Economia

Estudo revela que mais de 10 milhões saem da pobreza nas metrópoles brasileiras

Estudo revela que mais de 10 milhões saem da pobreza nas metrópoles brasileiras

Entre 2021 e 2025, mais de 10 milhões de pessoas deixaram a condição de pobreza nas regiões metropolitanas do Brasil. Os dados são do boletim Desigualdade nas Metrópoles, elaborado em parceria pelo Observatório das Metrópoles, a Rede de Observatórios da Dívida Social na América Latina (RedODSAL) e a Pontifícia Universidade Católica do Rio Grande do Sul (PUC-RS).

Segundo o estudo, a taxa de pobreza em 22 metrópoles brasileiras atingiu 18,4% em 2025, alcançando o menor valor da série histórica desde 2012. O economista e sociólogo Marcelo Ribeiro, professor da UFRJ, destaca que a redução da pobreza está diretamente relacionada à remuneração do trabalho e ao aumento da oferta de empregos no país.

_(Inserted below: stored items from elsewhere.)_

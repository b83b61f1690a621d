// StepsRunner: runs a job's steps strictly in order and stops at the first
// failure. Step output is streamed into the job log as it arrives.

use crate::environment::Environment;
use crate::step_runner::{StepRunner, StepStatus};
use cinder_common::constants::FAILURE_OUTPUT_TAIL_LINES;
use cinder_common::workflow::Job;
use cinder_common::{JobLogWriter, StepFailure};
use cinder_sdk::{OutputLine, OutputStream, TraceWriter};
use std::sync::Arc;
use std::time::Duration;
use tokio::sync::mpsc;
use tokio_util::sync::CancellationToken;

/// How the step sequence ended.
#[derive(Debug, Clone, PartialEq)]
pub enum StepsTermination {
    /// Every step exited zero.
    Completed { steps: usize },
    /// A step failed; nothing after it ran.
    Failed { failure: StepFailure, completed: usize },
    /// Cancellation stopped the sequence. `step` is the step that was
    /// running, `None` when cancellation landed between steps.
    Cancelled { step: Option<String>, completed: usize },
}

impl StepsTermination {
    pub fn completed(&self) -> usize {
        match self {
            StepsTermination::Completed { steps } => *steps,
            StepsTermination::Failed { completed, .. } => *completed,
            StepsTermination::Cancelled { completed, .. } => *completed,
        }
    }
}

pub struct StepsRunner {
    runner: Arc<dyn StepRunner>,
    trace: Arc<dyn TraceWriter>,
}

impl StepsRunner {
    pub fn new(runner: Arc<dyn StepRunner>, trace: Arc<dyn TraceWriter>) -> Self {
        Self { runner, trace }
    }

    /// Run every step of `job` in `env`.
    ///
    /// The effective timeout of a step is its own, else the job's, else
    /// `default_timeout`.
    pub async fn run(
        &self,
        job: &Job,
        env: &mut Environment,
        default_timeout: Duration,
        cancel: CancellationToken,
        mut log: Option<&mut JobLogWriter>,
    ) -> StepsTermination {
        let total = job.steps.len();

        for (index, step) in job.steps.iter().enumerate() {
            let number = index + 1;
            if cancel.is_cancelled() {
                self.trace.info(&format!(
                    "Job '{}' cancelled before step '{}'",
                    job.name, step.name
                ));
                return StepsTermination::Cancelled {
                    step: None,
                    completed: index,
                };
            }

            let timeout = step.timeout.or(job.timeout).unwrap_or(default_timeout);
            self.trace
                .info(&format!("[{}] Step {}/{}: {}", job.name, number, total, step.name));
            if let Some(log) = log.as_deref_mut() {
                log.write(&format!("##[group]Step {number}/{total}: {}", step.name));
            }

            let (tx, rx) = mpsc::unbounded_channel();
            let (outcome, ()) = tokio::join!(
                self.runner
                    .run(step, env, timeout, cancel.clone(), Some(tx)),
                drain(rx, log.as_deref_mut()),
            );

            if let Some(log) = log.as_deref_mut() {
                log.write("##[endgroup]");
            }

            if outcome.status == StepStatus::Cancelled {
                self.trace
                    .info(&format!("[{}] Step '{}' was cancelled", job.name, step.name));
                return StepsTermination::Cancelled {
                    step: Some(step.name.clone()),
                    completed: index,
                };
            }

            if let Some(reason) = outcome.status.failure_reason() {
                self.trace.error(&format!(
                    "[{}] Step '{}' failed: {}",
                    job.name, step.name, reason
                ));
                if let Some(log) = log.as_deref_mut() {
                    log.write(&format!("##[error]Step '{}' failed: {}", step.name, reason));
                }
                return StepsTermination::Failed {
                    failure: StepFailure::at_step(
                        number,
                        &step.name,
                        reason,
                        outcome.output_tail(FAILURE_OUTPUT_TAIL_LINES),
                    ),
                    completed: index,
                };
            }

            self.trace.verbose(&format!(
                "[{}] Step '{}' succeeded in {:.1}s",
                job.name,
                step.name,
                outcome.duration.as_secs_f64()
            ));
        }

        StepsTermination::Completed { steps: total }
    }
}

async fn drain(mut rx: mpsc::UnboundedReceiver<OutputLine>, mut log: Option<&mut JobLogWriter>) {
    while let Some(line) = rx.recv().await {
        if let Some(log) = log.as_deref_mut() {
            match line.stream {
                OutputStream::Stdout => log.write(&line.text),
                OutputStream::Stderr => log.write(&format!("[stderr] {}", line.text)),
            }
        }
    }
}
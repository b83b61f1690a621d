// cinder-common: Shared model and host infrastructure for cinder.
// Depends on `cinder-sdk`; used by the worker and orchestrator crates.

pub mod config_store;
pub mod constants;
pub mod error;
pub mod event;
pub mod host_context;
pub mod job_log;
pub mod job_result;
pub mod tracing;
pub mod verdict;
pub mod workflow;

// ---------------------------------------------------------------------------
// Re-exports for convenient access
// ---------------------------------------------------------------------------

pub use config_store::{CacheBackend, ConfigurationStore, OrchestratorSettings};
pub use constants::WellKnownDirectory;
pub use error::{ConfigurationError, EventPayloadError};
pub use event::{Event, EventKind};
pub use host_context::HostContext;
pub use job_log::JobLogWriter;
pub use job_result::{CacheStatus, FailureReason, JobOutcome, JobResult, StepFailure};
pub use tracing::{TraceEventType, TraceManager, Tracing};
pub use verdict::{RunVerdict, VerdictKind};
pub use workflow::{
    BranchPattern, CachePolicy, Job, ShellKind, Step, TriggerRule, WorkflowDefinition,
    WorkflowParser,
};
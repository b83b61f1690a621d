/// Lightweight diagnostic sink shared by every cinder component.
///
/// Leaf code takes an `Arc<dyn TraceWriter>` instead of talking to the
/// `tracing` macros directly, so tests can swap in a collecting or null sink.
pub trait TraceWriter: Send + Sync {
    /// Log an informational message.
    fn info(&self, message: &str);

    /// Log a verbose / debug message.
    fn verbose(&self, message: &str);

    /// Log a warning message.
    fn warning(&self, message: &str) {
        self.info(&format!("##[warning]{message}"));
    }

    /// Log an error message.
    fn error(&self, message: &str) {
        self.info(&format!("##[error]{message}"));
    }
}

/// Forwards every message to the `tracing` crate, tagged with a component name.
#[derive(Debug, Clone)]
pub struct TracingTraceWriter {
    component: &'static str,
}

impl TracingTraceWriter {
    pub fn new(component: &'static str) -> Self {
        Self { component }
    }
}

impl TraceWriter for TracingTraceWriter {
    fn info(&self, message: &str) {
        tracing::info!(component = self.component, "{}", message);
    }

    fn verbose(&self, message: &str) {
        tracing::debug!(component = self.component, "{}", message);
    }

    fn warning(&self, message: &str) {
        tracing::warn!(component = self.component, "{}", message);
    }

    fn error(&self, message: &str) {
        tracing::error!(component = self.component, "{}", message);
    }
}

/// A no-op trace writer that discards all messages. Useful for tests.
#[derive(Debug, Clone)]
pub struct NullTraceWriter;

impl TraceWriter for NullTraceWriter {
    fn info(&self, _message: &str) {}
    fn verbose(&self, _message: &str) {}
    fn warning(&self, _message: &str) {}
    fn error(&self, _message: &str) {}
}

/// The level of a collected trace message.
#[derive(Debug, Clone, Copy, PartialEq, Eq)]
pub enum TraceLevel {
    Info,
    Verbose,
    Warning,
    Error,
}

/// A trace writer that keeps every message in memory.
#[derive(Debug, Default)]
pub struct CollectingTraceWriter {
    messages: parking_lot::Mutex<Vec<(TraceLevel, String)>>,
}

impl CollectingTraceWriter {
    pub fn new() -> Self {
        Self::default()
    }

    /// Return all collected messages.
    pub fn messages(&self) -> Vec<(TraceLevel, String)> {
        self.messages.lock().clone()
    }

    /// Whether any message at `level` contains `needle`.
    pub fn contains(&self, level: TraceLevel, needle: &str) -> bool {
        self.messages
            .lock()
            .iter()
            .any(|(l, m)| *l == level && m.contains(needle))
    }

    fn push(&self, level: TraceLevel, message: &str) {
        self.messages.lock().push((level, message.to_string()));
    }
}

impl TraceWriter for CollectingTraceWriter {
    fn info(&self, message: &str) {
        self.push(TraceLevel::Info, message);
    }

    fn verbose(&self, message: &str) {
        self.push(TraceLevel::Verbose, message);
    }

    fn warning(&self, message: &str) {
        self.push(TraceLevel::Warning, message);
    }

    fn error(&self, message: &str) {
        self.push(TraceLevel::Error, message);
    }
}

Dados alarmantes sobre a pobreza

Em 2024, aproximadamente 15,2 milhões de pessoas estavam em situação de pobreza, com renda de até R$ 729 por mês. Desses, 2,6 milhões viviam em condição de extrema pobreza, recebendo até R$ 229 mensais. Apesar da queda da taxa de extrema pobreza para 3,2% em 2025, a desigualdade ainda é uma preocupação significativa.

Desigualdade persistente

O índice de Gini em 2025 foi de 0,511, indicando concentração de renda. Os 10% mais ricos ganham, em média, 16,1 vezes mais que os 40% mais pobres, o que evidencia a disparidade socioeconômica nas metrópoles. Ribeiro aponta que a desigualdade é exacerbada por fatores como o mercado de trabalho e as altas taxas de juros, que beneficiam apenas os mais ricos.

Desigualdade geográfica

A desigualdade também apresenta uma distribuição geográfica, com as metrópoles do Norte e Nordeste concentrando mais pobres em comparação com as do Sul e Sudeste. O Distrito Federal possui uma renda média de R$ 4.401, 2,7 vezes maior que a de São Luís, que é de R$ 1.616.

Opinião

A redução da pobreza é um avanço significativo, mas a persistência da desigualdade exige ações mais contundentes para garantir que os benefícios sejam distribuídos de forma mais equitativa entre todas as camadas da população.